TASK DIRECTIONS: Every line of the data must be set down exactly as shown.
Start of GIVEN RECORDS
//! Grammar registry: maps language identifiers to tree-sitter grammars.
//!
//! Grammars are capability objects implementing [`Grammar`]. The bundled
//! grammars come from `ast-grep-language`; tests and embedders can build a
//! reduced [`GrammarRegistry`] and register their own implementations.

pub mod builtin;
pub mod errors;
pub mod language;
pub mod registry;

pub use builtin::BuiltinGrammar;
pub use errors::UnsupportedLanguageError;
pub use language::{ErrorPolicy, Grammar, Language, WrappedFragment};
pub use registry::{GrammarRegistry, KindVocabulary};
End of GIVEN RECORDS
WRITTEN SOLUTION:
//! Grammar registry: maps language identifiers to tree-sitter grammars.
//!
//! Grammars are capability objects implementing [`Grammar`]. The bundled
//! grammars come from `ast-grep-language`; tests and embedders can build a
//! reduced [`GrammarRegistry`] and register their own implementations.

pub mod builtin;
pub mod errors;
pub mod language;
pub mod registry;

pub use builtin::BuiltinGrammar;
pub use errors::UnsupportedLanguageError;
pub use language::{ErrorPolicy, Grammar, Language, WrappedFragment};
pub use registry::{GrammarRegistry, KindVocabulary};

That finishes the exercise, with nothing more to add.